Task objective: Where the string "eraser" shows up in a line of the records, copy that line.

Record set:
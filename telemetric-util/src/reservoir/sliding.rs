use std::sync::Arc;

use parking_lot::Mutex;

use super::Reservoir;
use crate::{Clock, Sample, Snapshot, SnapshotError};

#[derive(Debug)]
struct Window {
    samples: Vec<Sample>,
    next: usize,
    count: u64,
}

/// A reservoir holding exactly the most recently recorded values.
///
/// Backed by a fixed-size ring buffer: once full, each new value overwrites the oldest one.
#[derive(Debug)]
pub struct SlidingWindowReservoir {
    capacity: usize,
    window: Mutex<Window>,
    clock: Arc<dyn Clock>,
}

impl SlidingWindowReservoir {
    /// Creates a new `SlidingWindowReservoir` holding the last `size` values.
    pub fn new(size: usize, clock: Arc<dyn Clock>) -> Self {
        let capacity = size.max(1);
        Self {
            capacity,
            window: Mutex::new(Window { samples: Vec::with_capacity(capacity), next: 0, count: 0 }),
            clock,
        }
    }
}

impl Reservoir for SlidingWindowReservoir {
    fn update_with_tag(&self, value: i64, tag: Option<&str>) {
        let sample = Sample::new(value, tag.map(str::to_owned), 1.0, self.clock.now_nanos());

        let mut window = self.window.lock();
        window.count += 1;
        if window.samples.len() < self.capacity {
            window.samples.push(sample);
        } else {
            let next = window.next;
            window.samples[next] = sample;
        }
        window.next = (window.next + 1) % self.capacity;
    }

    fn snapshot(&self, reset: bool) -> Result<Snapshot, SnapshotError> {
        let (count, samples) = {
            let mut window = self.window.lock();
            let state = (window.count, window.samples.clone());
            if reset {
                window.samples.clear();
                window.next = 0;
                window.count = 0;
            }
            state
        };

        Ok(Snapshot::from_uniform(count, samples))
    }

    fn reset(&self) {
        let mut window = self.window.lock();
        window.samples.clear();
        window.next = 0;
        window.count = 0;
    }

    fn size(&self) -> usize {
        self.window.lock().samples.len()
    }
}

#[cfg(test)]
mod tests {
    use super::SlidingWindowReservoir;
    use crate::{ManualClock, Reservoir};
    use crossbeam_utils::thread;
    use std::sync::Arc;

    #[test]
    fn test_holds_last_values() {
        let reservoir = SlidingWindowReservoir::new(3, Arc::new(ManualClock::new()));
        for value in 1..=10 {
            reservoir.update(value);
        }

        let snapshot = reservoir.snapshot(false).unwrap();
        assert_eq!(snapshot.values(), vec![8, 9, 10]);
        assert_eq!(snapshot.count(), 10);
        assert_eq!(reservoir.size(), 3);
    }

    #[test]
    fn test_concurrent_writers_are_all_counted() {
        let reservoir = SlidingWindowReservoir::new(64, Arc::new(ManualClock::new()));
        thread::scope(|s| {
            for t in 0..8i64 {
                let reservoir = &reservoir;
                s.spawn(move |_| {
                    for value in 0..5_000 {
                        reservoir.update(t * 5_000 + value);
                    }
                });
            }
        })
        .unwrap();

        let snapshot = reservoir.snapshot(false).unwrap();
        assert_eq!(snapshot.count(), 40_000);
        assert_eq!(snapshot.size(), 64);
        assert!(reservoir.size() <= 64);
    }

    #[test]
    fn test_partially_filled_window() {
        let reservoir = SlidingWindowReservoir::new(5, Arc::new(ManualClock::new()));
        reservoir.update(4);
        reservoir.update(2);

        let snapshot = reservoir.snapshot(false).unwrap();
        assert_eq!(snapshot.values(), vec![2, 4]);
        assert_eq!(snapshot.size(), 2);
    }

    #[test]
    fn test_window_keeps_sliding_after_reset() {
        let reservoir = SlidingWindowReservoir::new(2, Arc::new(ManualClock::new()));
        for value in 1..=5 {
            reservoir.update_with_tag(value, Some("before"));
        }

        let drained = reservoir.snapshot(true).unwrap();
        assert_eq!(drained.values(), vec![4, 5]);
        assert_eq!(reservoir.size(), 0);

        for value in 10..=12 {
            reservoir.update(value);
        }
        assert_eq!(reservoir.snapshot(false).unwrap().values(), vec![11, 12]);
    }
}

...

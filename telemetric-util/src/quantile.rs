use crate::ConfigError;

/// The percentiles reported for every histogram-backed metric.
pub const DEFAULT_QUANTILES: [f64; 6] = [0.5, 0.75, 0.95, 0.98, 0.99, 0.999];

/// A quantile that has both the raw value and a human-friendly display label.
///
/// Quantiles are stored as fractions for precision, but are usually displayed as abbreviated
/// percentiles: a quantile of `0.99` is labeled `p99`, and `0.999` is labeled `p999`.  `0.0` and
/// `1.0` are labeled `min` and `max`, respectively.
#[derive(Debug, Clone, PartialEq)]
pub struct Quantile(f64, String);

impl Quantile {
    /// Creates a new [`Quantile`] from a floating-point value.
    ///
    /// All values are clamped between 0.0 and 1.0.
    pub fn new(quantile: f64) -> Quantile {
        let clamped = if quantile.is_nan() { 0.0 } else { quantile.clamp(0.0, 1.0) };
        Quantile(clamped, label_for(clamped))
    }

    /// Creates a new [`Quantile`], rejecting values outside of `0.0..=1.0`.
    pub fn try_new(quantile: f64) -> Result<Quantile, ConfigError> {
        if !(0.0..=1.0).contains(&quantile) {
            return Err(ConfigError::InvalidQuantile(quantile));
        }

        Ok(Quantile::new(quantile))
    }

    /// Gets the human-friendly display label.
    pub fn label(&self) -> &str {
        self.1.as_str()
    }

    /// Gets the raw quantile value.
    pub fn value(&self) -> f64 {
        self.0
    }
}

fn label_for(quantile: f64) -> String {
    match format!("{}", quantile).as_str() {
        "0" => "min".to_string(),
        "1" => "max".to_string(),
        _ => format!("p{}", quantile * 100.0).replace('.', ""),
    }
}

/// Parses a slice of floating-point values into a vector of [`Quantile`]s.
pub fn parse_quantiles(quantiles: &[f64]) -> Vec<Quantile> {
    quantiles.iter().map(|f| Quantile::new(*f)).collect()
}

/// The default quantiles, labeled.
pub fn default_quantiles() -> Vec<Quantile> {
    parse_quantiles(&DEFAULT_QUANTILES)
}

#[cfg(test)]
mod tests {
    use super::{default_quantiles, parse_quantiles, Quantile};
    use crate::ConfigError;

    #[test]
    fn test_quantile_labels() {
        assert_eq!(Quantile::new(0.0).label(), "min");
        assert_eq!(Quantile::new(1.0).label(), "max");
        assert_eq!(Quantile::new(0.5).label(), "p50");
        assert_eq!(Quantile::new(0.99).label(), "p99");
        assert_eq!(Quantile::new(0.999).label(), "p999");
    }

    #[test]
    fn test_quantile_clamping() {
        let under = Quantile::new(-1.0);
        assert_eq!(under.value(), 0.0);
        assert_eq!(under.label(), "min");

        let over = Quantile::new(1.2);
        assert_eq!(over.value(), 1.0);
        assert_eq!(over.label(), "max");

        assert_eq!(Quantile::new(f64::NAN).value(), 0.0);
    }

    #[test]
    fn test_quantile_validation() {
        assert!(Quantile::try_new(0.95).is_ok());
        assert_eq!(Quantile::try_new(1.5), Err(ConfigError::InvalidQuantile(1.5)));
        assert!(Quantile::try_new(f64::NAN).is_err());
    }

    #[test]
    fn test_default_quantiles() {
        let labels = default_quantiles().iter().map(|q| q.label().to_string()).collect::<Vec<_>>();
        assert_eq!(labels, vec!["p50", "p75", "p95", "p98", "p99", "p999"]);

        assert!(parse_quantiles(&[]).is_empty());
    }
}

...

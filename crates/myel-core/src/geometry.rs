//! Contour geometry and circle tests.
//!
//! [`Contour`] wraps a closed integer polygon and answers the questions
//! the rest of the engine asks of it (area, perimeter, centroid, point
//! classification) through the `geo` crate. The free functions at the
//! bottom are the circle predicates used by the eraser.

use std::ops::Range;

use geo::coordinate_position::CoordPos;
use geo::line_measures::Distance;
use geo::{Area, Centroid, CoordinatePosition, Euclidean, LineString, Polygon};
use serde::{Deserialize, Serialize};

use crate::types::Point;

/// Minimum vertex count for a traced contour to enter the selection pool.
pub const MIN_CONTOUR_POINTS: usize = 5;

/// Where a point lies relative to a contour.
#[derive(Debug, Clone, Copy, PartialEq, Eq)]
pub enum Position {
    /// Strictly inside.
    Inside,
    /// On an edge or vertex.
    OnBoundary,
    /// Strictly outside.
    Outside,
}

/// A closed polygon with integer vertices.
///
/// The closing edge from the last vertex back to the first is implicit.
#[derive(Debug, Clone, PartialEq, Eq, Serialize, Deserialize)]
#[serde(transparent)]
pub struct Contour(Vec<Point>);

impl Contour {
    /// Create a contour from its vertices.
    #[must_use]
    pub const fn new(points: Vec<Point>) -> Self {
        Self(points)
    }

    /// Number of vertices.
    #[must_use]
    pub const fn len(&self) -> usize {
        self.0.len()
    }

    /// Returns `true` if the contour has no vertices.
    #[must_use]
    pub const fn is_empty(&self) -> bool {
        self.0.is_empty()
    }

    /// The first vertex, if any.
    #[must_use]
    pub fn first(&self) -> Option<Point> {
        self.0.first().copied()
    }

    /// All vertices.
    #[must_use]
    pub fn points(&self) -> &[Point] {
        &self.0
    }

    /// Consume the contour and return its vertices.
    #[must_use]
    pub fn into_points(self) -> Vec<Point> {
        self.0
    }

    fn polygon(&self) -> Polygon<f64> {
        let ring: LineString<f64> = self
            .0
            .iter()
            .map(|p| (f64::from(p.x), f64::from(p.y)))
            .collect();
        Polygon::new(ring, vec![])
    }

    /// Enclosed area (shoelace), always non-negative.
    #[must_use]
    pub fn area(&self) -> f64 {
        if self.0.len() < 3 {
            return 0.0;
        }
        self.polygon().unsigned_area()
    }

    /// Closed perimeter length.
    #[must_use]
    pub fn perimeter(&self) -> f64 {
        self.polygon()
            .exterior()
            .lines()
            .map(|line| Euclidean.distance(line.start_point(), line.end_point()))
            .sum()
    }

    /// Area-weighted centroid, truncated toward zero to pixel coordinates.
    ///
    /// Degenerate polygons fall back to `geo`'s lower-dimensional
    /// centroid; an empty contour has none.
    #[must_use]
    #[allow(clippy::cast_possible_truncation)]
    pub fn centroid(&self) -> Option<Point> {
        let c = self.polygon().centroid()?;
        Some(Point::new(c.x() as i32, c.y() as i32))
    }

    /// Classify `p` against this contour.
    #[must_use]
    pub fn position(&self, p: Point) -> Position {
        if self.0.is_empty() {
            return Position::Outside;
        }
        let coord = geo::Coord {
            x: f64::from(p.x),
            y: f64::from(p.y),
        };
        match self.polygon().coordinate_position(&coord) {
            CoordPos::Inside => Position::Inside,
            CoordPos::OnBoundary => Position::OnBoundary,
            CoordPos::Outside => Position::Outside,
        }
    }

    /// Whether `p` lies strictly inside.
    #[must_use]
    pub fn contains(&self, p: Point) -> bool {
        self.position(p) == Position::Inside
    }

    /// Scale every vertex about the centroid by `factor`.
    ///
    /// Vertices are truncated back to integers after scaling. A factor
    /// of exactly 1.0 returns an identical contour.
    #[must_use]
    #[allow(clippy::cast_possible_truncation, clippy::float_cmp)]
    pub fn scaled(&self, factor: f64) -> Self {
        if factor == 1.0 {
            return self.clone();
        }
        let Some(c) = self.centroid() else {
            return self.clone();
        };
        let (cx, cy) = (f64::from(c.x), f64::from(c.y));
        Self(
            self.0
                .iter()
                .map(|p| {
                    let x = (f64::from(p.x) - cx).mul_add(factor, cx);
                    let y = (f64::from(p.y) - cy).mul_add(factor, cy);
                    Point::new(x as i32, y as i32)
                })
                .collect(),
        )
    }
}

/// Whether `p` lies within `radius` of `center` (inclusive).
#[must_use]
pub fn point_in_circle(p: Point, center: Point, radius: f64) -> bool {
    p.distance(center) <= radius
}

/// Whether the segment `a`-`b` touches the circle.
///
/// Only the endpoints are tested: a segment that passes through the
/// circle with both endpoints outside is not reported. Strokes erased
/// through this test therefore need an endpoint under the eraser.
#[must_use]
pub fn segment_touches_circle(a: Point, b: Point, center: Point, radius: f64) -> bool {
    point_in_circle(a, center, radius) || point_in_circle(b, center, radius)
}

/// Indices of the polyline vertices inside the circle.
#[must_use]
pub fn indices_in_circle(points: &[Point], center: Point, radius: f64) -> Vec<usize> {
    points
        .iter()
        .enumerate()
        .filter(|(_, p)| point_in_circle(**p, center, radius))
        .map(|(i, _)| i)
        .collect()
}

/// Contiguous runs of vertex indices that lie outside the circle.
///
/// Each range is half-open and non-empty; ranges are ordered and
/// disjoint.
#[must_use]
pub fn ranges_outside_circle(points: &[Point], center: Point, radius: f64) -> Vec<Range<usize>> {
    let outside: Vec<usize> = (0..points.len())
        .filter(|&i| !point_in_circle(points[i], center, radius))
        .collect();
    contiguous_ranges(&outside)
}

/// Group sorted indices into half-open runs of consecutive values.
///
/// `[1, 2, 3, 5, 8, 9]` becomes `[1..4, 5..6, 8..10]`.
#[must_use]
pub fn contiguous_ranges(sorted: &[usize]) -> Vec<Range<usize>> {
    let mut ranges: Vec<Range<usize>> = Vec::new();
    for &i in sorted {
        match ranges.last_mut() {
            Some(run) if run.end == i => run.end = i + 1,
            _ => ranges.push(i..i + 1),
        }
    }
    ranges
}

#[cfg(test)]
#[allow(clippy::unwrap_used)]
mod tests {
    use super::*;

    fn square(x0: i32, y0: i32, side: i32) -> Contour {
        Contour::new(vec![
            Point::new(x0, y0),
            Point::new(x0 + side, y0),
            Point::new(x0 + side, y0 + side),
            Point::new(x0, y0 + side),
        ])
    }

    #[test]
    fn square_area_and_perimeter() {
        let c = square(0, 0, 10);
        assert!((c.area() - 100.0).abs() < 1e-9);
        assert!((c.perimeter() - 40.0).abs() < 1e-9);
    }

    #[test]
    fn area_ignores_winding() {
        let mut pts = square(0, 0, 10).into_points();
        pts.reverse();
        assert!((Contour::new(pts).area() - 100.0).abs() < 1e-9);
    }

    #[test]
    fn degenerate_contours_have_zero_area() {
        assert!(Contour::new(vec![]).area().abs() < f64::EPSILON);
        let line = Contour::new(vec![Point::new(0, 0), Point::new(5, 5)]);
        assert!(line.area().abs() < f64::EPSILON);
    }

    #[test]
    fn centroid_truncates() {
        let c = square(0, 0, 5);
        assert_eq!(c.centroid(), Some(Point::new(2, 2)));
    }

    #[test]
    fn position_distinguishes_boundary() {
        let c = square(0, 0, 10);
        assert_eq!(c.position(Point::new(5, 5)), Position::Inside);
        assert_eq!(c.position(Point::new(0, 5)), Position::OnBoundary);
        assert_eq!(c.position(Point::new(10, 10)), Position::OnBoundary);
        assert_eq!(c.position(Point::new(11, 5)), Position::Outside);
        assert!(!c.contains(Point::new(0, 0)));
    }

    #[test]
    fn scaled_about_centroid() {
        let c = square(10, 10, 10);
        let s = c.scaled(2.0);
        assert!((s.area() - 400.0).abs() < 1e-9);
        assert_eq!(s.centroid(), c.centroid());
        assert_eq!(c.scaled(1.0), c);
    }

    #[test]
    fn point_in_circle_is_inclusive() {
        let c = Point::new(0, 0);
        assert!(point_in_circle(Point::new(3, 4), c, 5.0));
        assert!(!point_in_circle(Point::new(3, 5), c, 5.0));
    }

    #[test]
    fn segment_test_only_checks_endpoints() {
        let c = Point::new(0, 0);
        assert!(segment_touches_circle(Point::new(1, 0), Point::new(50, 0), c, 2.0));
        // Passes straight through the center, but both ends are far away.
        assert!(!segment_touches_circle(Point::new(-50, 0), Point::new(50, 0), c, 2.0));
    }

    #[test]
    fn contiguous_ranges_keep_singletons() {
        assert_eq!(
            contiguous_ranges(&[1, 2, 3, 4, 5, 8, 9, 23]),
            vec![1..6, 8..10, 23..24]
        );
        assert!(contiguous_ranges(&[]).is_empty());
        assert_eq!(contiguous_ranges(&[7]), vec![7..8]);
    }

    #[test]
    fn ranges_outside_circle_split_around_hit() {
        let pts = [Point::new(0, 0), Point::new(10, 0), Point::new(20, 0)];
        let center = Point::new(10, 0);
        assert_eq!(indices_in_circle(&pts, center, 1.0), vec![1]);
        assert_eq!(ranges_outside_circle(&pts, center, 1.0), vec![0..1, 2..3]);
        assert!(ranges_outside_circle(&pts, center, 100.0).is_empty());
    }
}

Exercise answer:
//! bottom are the circle predicates used by the eraser.
/// through this test therefore need an endpoint under the eraser.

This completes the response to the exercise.